In fact, these foreigners were soon undeceived. They expected to meet
the most perfidious and brutal enemies in arms, and in open rebellion
against their king; but, on the contrary, they found them all in peace,
and experienced the most kind and respectful treatment; and though their
duty was a most vexatious and oppressive one, they performed it in
general with moderation. On this account they could not refrain from
expressing their astonishment at the reports made to them by the
authorities at Nismes, declaring, "They had found a population suffering
great misfortunes, but no rebels; and that compassion was the only
feeling that prevailed in their minds." The commander himself was so
convinced of the good disposition of the people of the Cevennes, that he
visited those districts without an escort, desiring, he said, to travel
in that country as he would in his own. Such confidence was a public
reproach on the authorities at Nismes, and a sentence of condemnation on
all their proceedings.
As the persecution of the protestants was spreading into other
departments, strong and forcible representations were secretly printed
and made to the king. All the ordinary modes of communication had been
stopped; the secrecy of letters violated, and none circulated but those
relative to private affairs. Sometimes these letters bore the postmark
of places very distant, and arrived without signatures, and enveloped in
allegorical allusions.
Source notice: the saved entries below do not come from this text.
//! Dense pairwise distance matrix shared by the loader, the solvers and the
//! worker wire format.

use serde::de::Error as _;
use serde::{Deserialize, Deserializer, Serialize, Serializer};

use crate::errors::DataError;

/// Square, row-major n×n matrix of pairwise distances.
///
/// On the wire it is a list of rows (`matrix<float>`), so a worker input is
/// readable by any JSON consumer.
#[derive(Debug, Clone, PartialEq)]
pub struct DistanceMatrix {
    n: usize,
    data: Vec<f64>,
}

impl DistanceMatrix {
    /// Build from a flat row-major buffer of length `n * n`.
    pub fn from_flat(n: usize, data: Vec<f64>) -> Result<Self, DataError> {
        if data.len() != n * n {
            return Err(DataError::InvalidDistances {
                message: format!("expected {} entries for n={}, got {}", n * n, n, data.len()),
            });
        }
        Ok(Self { n, data })
    }

    pub fn from_rows(rows: Vec<Vec<f64>>) -> Result<Self, DataError> {
        let n = rows.len();
        let mut data = Vec::with_capacity(n * n);
        for (i, row) in rows.into_iter().enumerate() {
            if row.len() != n {
                return Err(DataError::InvalidDistances {
                    message: format!("row {} has {} entries, expected {}", i, row.len(), n),
                });
            }
            data.extend(row);
        }
        Ok(Self { n, data })
    }

    /// Number of points.
    pub fn len(&self) -> usize {
        self.n
    }

    pub fn is_empty(&self) -> bool {
        self.n == 0
    }

    #[inline]
    pub fn get(&self, i: usize, j: usize) -> f64 {
        self.data[i * self.n + j]
    }

    #[inline]
    pub fn row(&self, i: usize) -> &[f64] {
        &self.data[i * self.n..(i + 1) * self.n]
    }

    pub fn rows(&self) -> impl Iterator<Item = &[f64]> {
        self.data.chunks(self.n.max(1))
    }

    pub fn as_slice(&self) -> &[f64] {
        &self.data
    }

    /// Check the distance-matrix invariants: finite, non-negative entries,
    /// exactly zero diagonal, symmetric within `tolerance`.
    pub fn validate(&self, tolerance: f64) -> Result<(), DataError> {
        for i in 0..self.n {
            if self.get(i, i) != 0.0 {
                return Err(DataError::InvalidDistances {
                    message: format!("diagonal entry ({i},{i}) is {}", self.get(i, i)),
                });
            }
            for j in 0..self.n {
                let v = self.get(i, j);
                if !v.is_finite() || v < 0.0 {
                    return Err(DataError::InvalidDistances {
                        message: format!("entry ({i},{j}) is {v}"),
                    });
                }
                if j > i && (v - self.get(j, i)).abs() > tolerance {
                    return Err(DataError::InvalidDistances {
                        message: format!("entries ({i},{j}) and ({j},{i}) differ: {} vs {}", v, self.get(j, i)),
                    });
                }
            }
        }
        Ok(())
    }
}

impl Serialize for DistanceMatrix {
    fn serialize<S: Serializer>(&self, serializer: S) -> Result<S::Ok, S::Error> {
        serializer.collect_seq(self.rows())
    }
}

impl<'de> Deserialize<'de> for DistanceMatrix {
    fn deserialize<D: Deserializer<'de>>(deserializer: D) -> Result<Self, D::Error> {
        let rows = Vec::<Vec<f64>>::deserialize(deserializer)?;
        DistanceMatrix::from_rows(rows).map_err(D::Error::custom)
    }
}

#[cfg(test)]
mod tests {
    use super::*;

    fn line_matrix(points: &[f64]) -> DistanceMatrix {
        let rows = points
            .iter()
            .map(|a| points.iter().map(|b| (a - b).abs()).collect())
            .collect();
        DistanceMatrix::from_rows(rows).unwrap()
    }

    #[test]
    fn rejects_ragged_rows() {
        let err = DistanceMatrix::from_rows(vec![vec![0.0, 1.0], vec![1.0]]).unwrap_err();
        assert!(err.to_string().contains("row 1"));
    }

    #[test]
    fn validate_accepts_line_distances() {
        let d = line_matrix(&[0.0, 1.0, 2.0, 10.0, 11.0]);
        assert_eq!(d.len(), 5);
        assert_eq!(d.get(0, 3), 10.0);
        assert!(d.validate(1e-12).is_ok());
    }

    #[test]
    fn validate_flags_asymmetry_and_diagonal() {
        let asym = DistanceMatrix::from_flat(2, vec![0.0, 1.0, 2.0, 0.0]).unwrap();
        assert!(asym.validate(1e-9).is_err());

        let diag = DistanceMatrix::from_flat(2, vec![0.5, 1.0, 1.0, 0.0]).unwrap();
        assert!(diag.validate(1e-9).is_err());
    }

    #[test]
    fn serializes_as_list_of_rows() {
        let d = line_matrix(&[0.0, 3.0]);
        let json = serde_json::to_string(&d).unwrap();
        assert_eq!(json, "[[0.0,3.0],[3.0,0.0]]");

        let back: DistanceMatrix = serde_json::from_str(&json).unwrap();
        assert_eq!(back, d);
    }

    #[test]
    fn empty_matrix_round_trips() {
        let d = DistanceMatrix::from_rows(Vec::new()).unwrap();
        assert!(d.is_empty());
        let json = serde_json::to_string(&d).unwrap();
        assert_eq!(json, "[]");
    }
}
In fact, a powerful resistance on the part of the
outraged protestants was at length apprehended, which, in the beginning
of September excited the proclamation of the king, on which it was
observed, "that if his majesty had been correctly and fully informed of
all that had taken place, he surely would not have contented himself
with announcing his severe displeasure to a misled people, who took
justice into their own hands, and avenged the crimes committed against
royalty." The proclamation was dictated as though there had not been a
protestant in the department; it assumed and affirmed throughout the
guilt of the sufferers; and while it deplored the atrocious outrages
endured by the followers of the duke d'Angouleme, (outrages which never
existed,) the plunder and massacre of the reformed were not even
noticed.
Still disorders kept pace with the proclamations that made a show of
suppressing them, and the force of the catholic faction also continued
to increase. The catholic populace, notwithstanding the decrees of the
magistrates, were allowed to retain the arms they had illegally seized,
whilst the protestants in the departments were disarmed. The members of
the reformed churches wished at this period to present another memorial
to the government, descriptive of the evils they still suffered, but
this was not practicable. On the 26th of September, the president of the
consistory wrote as follows: "I have only been able to assemble two or
three members of the consistory pastors or elders. It is impossible to
draw up a memoir, or to collect facts; so great is the terror, that
every one is afraid to speak of his own sufferings, or to mention those
he has been compelled to witness."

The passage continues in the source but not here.